◆ **What is required**
What is wanted is an exact copy of the lines from the top of the listing through the line containing "#[derive(Debug, Clone, Serialize, Deserialize)]".
- - - - -
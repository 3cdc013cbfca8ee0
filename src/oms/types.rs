//! Pending order bookkeeping types

use chrono::{DateTime, Utc};
use serde::{Deserialize, Serialize};
use std::sync::atomic::{AtomicU64, Ordering};

use crate::{Side, Symbol};

/// Atomic counter for simulated order ids (paper and backtest modes)
static LOCAL_ORDER_ID: AtomicU64 = AtomicU64::new(1);

/// Generate the next local order id (thread-safe, lock-free)
pub fn next_local_order_id() -> u64 {
    LOCAL_ORDER_ID.fetch_add(1, Ordering::Relaxed)
}

/// Role of a pending order within the strategy
#[derive(Debug, Clone, Copy, PartialEq, Eq, Serialize, Deserialize)]
pub enum OrderKind {
    Grid,
    Dca,
    Tp,
    Sl,
}

impl std::fmt::Display for OrderKind {
    fn fmt(&self, f: &mut std::fmt::Formatter<'_>) -> std::fmt::Result {
        match self {
            OrderKind::Grid => write!(f, "GRID"),
            OrderKind::Dca => write!(f, "DCA"),
            OrderKind::Tp => write!(f, "TP"),
            OrderKind::Sl => write!(f, "SL"),
        }
    }
}

/// A placed-but-unfilled limit order tracked by the order manager
#[derive(Debug, Clone, Serialize, Deserialize)]
pub struct PendingOrder {
    pub symbol: Symbol,
    pub side: Side,
    pub price: f64,
    pub qty: f64,
    pub tag: String,
    pub kind: OrderKind,
    pub order_id: String,
    pub timestamp: DateTime<Utc>,
    /// RSI at the order's first stale-sweep evaluation, for the reversal rule
    pub initial_rsi: Option<f64>,
}

/// Why a pending order was cancelled
#[derive(Debug, Clone, PartialEq)]
pub enum CancelReason {
    Age {
        age_seconds: i64,
        max_seconds: i64,
    },
    PriceDrift {
        drift_pct: f64,
        threshold_pct: f64,
    },
    VolatilitySpike {
        atr_pct: f64,
        limit_pct: f64,
    },
    RsiReversal {
        initial_rsi: f64,
        current_rsi: f64,
    },
    KillReplace,
}

impl std::fmt::Display for CancelReason {
    fn fmt(&self, f: &mut std::fmt::Formatter<'_>) -> std::fmt::Result {
        match self {
            CancelReason::Age {
                age_seconds,
                max_seconds,
            } => write!(f, "Order age {}s > {}s", age_seconds, max_seconds),
            CancelReason::PriceDrift {
                drift_pct,
                threshold_pct,
            } => write!(
                f,
                "Price drift {:.2}% > {:.1}%",
                drift_pct, threshold_pct
            ),
            CancelReason::VolatilitySpike { atr_pct, limit_pct } => {
                write!(f, "Volatility spike: ATR {:.2}% > {:.2}%", atr_pct, limit_pct)
            }
            CancelReason::RsiReversal {
                initial_rsi,
                current_rsi,
            } => write!(f, "RSI reversal {:.1} -> {:.1}", initial_rsi, current_rsi),
            CancelReason::KillReplace => write!(f, "Grid kill-replace"),
        }
    }
}

#[cfg(test)]
mod tests {
    use super::*;

    #[test]
    fn test_local_order_ids_increase() {
        let id1 = next_local_order_id();
        let id2 = next_local_order_id();
        assert!(id2 > id1);
    }

    #[test]
    fn test_cancel_reason_formats() {
        let reason = CancelReason::Age {
            age_seconds: 301,
            max_seconds: 300,
        };
        assert_eq!(reason.to_string(), "Order age 301s > 300s");

        let reason = CancelReason::RsiReversal {
            initial_rsi: 35.0,
            current_rsi: 62.5,
        };
        assert_eq!(reason.to_string(), "RSI reversal 35.0 -> 62.5");
    }
}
- - - - -
◆ **Written response**
repository 3cdc013cbfca8ee0
filename src/oms/types.rs
//! Pending order bookkeeping types

use chrono::{DateTime, Utc};
use serde::{Deserialize, Serialize};
use std::sync::atomic::{AtomicU64, Ordering};

use crate::{Side, Symbol};

/// Atomic counter for simulated order ids (paper and backtest modes)
static LOCAL_ORDER_ID: AtomicU64 = AtomicU64::new(1);

/// Generate the next local order id (thread-safe, lock-free)
pub fn next_local_order_id() -> u64 {
    LOCAL_ORDER_ID.fetch_add(1, Ordering::Relaxed)
}

/// Role of a pending order within the strategy
#[derive(Debug, Clone, Copy, PartialEq, Eq, Serialize, Deserialize)]
pub enum OrderKind {
    Grid,
    Dca,
    Tp,
    Sl,
}

impl std::fmt::Display for OrderKind {
    fn fmt(&self, f: &mut std::fmt::Formatter<'_>) -> std::fmt::Result {
        match self {
            OrderKind::Grid => write!(f, "GRID"),
            OrderKind::Dca => write!(f, "DCA"),
            OrderKind::Tp => write!(f, "TP"),
            OrderKind::Sl => write!(f, "SL"),
        }
    }
}

/// A placed-but-unfilled limit order tracked by the order manager
#[derive(Debug, Clone, Serialize, Deserialize)]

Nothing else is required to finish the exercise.